Review
"Amidst all the chatter about China lies this rock of a book, a magnificent memoir and history from the very core of modern Chinese society. It's a wonderful thing where the essential book and the delightful book are, as in this case, the same thing. Let no one speak of China who has not read The Phoenix Years." ― Thomas Keneally, author of Schindler's List
"A well-grounded survey of the incredible courage of Chinese artists since the first flowering of the late 1970s and subsequent crackdowns. An illuminating chronicle of several generations of resilient and beleaguered Chinese artists, with minibiographies, a helpful timeline, and extensive notes." ― Kirkus Reviews
"[O’Dea] makes geopolitical history accessible and engaging through the lives and experiences of such individual artists as Huang Rui and Guo Jian. O’Dea writes for readers new to art, offering straightforward descriptions of individual works, and new to Chinese history, explaining the nuts and bolts of crucial policies and protests. By focusing on how individuals experienced communism and resisted it, O’Dea succeeds in making history human." ― Booklist
"The Phoenix Years is an essential background history of modern China. O’Dea captures the intellectual excitement of the bohemians of modern China while enriching her own understanding of Chinese history." ― Shelf Awareness (starred)
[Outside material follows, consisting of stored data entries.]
//! The refinement dispatcher.
//!
//! `TypeInference` owns the unifier and an ordered list of refinement rules.
//! Dispatch is by node shape: the first rule whose `can_refine` accepts the
//! node refines it. New node shapes are handled by registering a rule, the
//! dispatcher never changes.

use crate::context::InferenceContext;
use crate::error::InferenceError;
use crate::rules;
use jsinfer_ast::Node;
use jsinfer_binder::SymbolTable;
use jsinfer_solver::{Type, TypeUnifier};
use std::fmt;
use tracing::trace;

/// One refinement rule: recognizes a node shape and infers its type.
pub trait RefinementRule: fmt::Debug {
    /// Rule name, for diagnostics and traces.
    fn name(&self) -> &'static str;

    fn can_refine(&self, node: &Node) -> bool;

    /// Infer the node's type. `ctx` re-enters the dispatcher for children.
    fn refine(
        &self,
        node: &Node,
        ctx: &mut InferenceContext<'_, '_>,
    ) -> Result<Type, InferenceError>;
}

/// The inference engine: unifier plus refinement rule registry.
#[derive(Debug)]
pub struct TypeInference {
    unifier: TypeUnifier,
    rules: Vec<Box<dyn RefinementRule>>,
}

impl Default for TypeInference {
    fn default() -> Self {
        Self::new()
    }
}

impl TypeInference {
    pub fn new() -> Self {
        Self::with_rules(TypeUnifier::new(), rules::default_rules())
    }

    /// An engine with a custom unifier and rule list, first match wins.
    pub fn with_rules(unifier: TypeUnifier, rules: Vec<Box<dyn RefinementRule>>) -> Self {
        Self { unifier, rules }
    }

    pub fn unifier(&self) -> &TypeUnifier {
        &self.unifier
    }

    /// A context for one analysis run over `symbols`, starting from an empty
    /// type environment.
    pub fn context<'a>(&'a self, symbols: &'a mut SymbolTable) -> InferenceContext<'a, 'a> {
        InferenceContext::new(self, symbols)
    }

    /// Dispatch `node` to the first matching refinement rule.
    pub fn infer(
        &self,
        node: &Node,
        ctx: &mut InferenceContext<'_, '_>,
    ) -> Result<Type, InferenceError> {
        let rule = self
            .rules
            .iter()
            .find(|rule| rule.can_refine(node))
            .ok_or(InferenceError::NoRefinementRule { kind: node.kind_name() })?;
        trace!(rule = rule.name(), node = node.kind_name(), "refining");
        rule.refine(node, ctx)
    }
}
//! Type inference for a dynamically typed JavaScript-like language.
//!
//! The engine is a structural Hindley-Milner variant driven by refinement
//! rules: each AST node shape has a rule that computes its type against the
//! current [`TypeEnvironment`], and a forward flow analysis walks statements
//! so branches fork the environment and join it back by unification.
//!
//! ```
//! use jsinfer_binder::{SymbolFlags, SymbolTable};
//! use jsinfer_checker::TypeInference;
//! use jsinfer_ast::Node;
//! use jsinfer_solver::Type;
//!
//! let mut symbols = SymbolTable::new();
//! let x = symbols.declare(jsinfer_common::intern("x"), SymbolFlags::BLOCK_SCOPED_VARIABLE);
//! let engine = TypeInference::new();
//! let mut ctx = engine.context(&mut symbols);
//! ctx.analyze(&[
//!     Node::VariableDeclaration {
//!         declarations: vec![Node::VariableDeclarator {
//!             id: Box::new(Node::ident("x", x)),
//!             init: Some(Box::new(Node::NullLiteral)),
//!         }],
//!     },
//!     Node::ExpressionStatement {
//!         expression: Box::new(Node::assign(Node::ident("x", x), Node::number(5.0))),
//!     },
//! ])
//! .unwrap();
//! assert_eq!(ctx.get_type(x), Some(Type::maybe(Type::Number)));
//! ```

mod context;
mod error;
mod flow;
mod infer;
mod rules;

pub use context::InferenceContext;
pub use error::InferenceError;
pub use flow::FlowAnalyzer;
pub use infer::{RefinementRule, TypeInference};
pub use rules::{default_rules, CallExpressionRule, FunctionRule};

#[doc(inline)]
pub use jsinfer_solver::TypeEnvironment;
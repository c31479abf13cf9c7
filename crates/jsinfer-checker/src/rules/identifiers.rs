//! Identifier and `this` resolution.

use crate::context::InferenceContext;
use crate::error::InferenceError;
use crate::infer::RefinementRule;
use jsinfer_ast::Node;
use jsinfer_solver::Type;

/// Resolves an identifier through its symbol and the environment. The bare
/// identifier `undefined` is never symbol-bound and has type Void.
#[derive(Debug)]
pub struct IdentifierRule;

impl RefinementRule for IdentifierRule {
    fn name(&self) -> &'static str {
        "identifier"
    }

    fn can_refine(&self, node: &Node) -> bool {
        matches!(node, Node::Identifier { .. })
    }

    fn refine(
        &self,
        node: &Node,
        ctx: &mut InferenceContext<'_, '_>,
    ) -> Result<Type, InferenceError> {
        let Node::Identifier { name, symbol } = node else {
            unreachable!("guarded by can_refine");
        };
        if name.as_str() == "undefined" {
            return Ok(Type::Void);
        }
        symbol
            .and_then(|symbol| ctx.get_type(symbol))
            .ok_or(InferenceError::UsedBeforeDeclaration { name: *name })
    }
}

/// `this` resolves through the symbol the binder assigned inside a function
/// body; anywhere else it is an error.
#[derive(Debug)]
pub struct ThisExpressionRule;

impl RefinementRule for ThisExpressionRule {
    fn name(&self) -> &'static str {
        "this"
    }

    fn can_refine(&self, node: &Node) -> bool {
        matches!(node, Node::ThisExpression { .. })
    }

    fn refine(
        &self,
        node: &Node,
        ctx: &mut InferenceContext<'_, '_>,
    ) -> Result<Type, InferenceError> {
        let Node::ThisExpression { symbol } = node else {
            unreachable!("guarded by can_refine");
        };
        symbol
            .and_then(|symbol| ctx.get_type(symbol))
            .ok_or(InferenceError::ThisOutsideFunction)
    }
}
"Beautifully crafted and immensely readable. Required reading for all those who seek to understand how China has stumbled repressively through the past 40 years and how its finest citizens have persisted in trying to imagine a better, freer China. O’Dea does not put a foot wrong. The soul of the book, however, breathes in her account of the lives and artistic endeavors of a range of people." ― The Australian
"O’Dea has done a great service by bringing together the disparate stories of her artists and showing how their creativity has been a constant struggle against regime repression. Their vision for China’s future should be ours." ― Paul Monk, author of Thunder from the Silent Zone: Rethinking China
About the Author
Madeleine O'Dea is a writer and journalist who has been covering the political, economic and cultural life of China for the past three decades. She first went to Beijing in 1986 as the correspondent for the Australian Financial Review newspaper, and covered China through the 1990s as a producer with ABC Television. She was the founding editor-in-chief of Artinfo China and the Asia correspondent for Art + Auction and Modern Painters magazines. She has written for a range of other publications including the Guardian, The Art Newspaper, Bazaar Art, the Sydney Morning Herald and The Age, the Toronto Globe and Mail, and The Australian.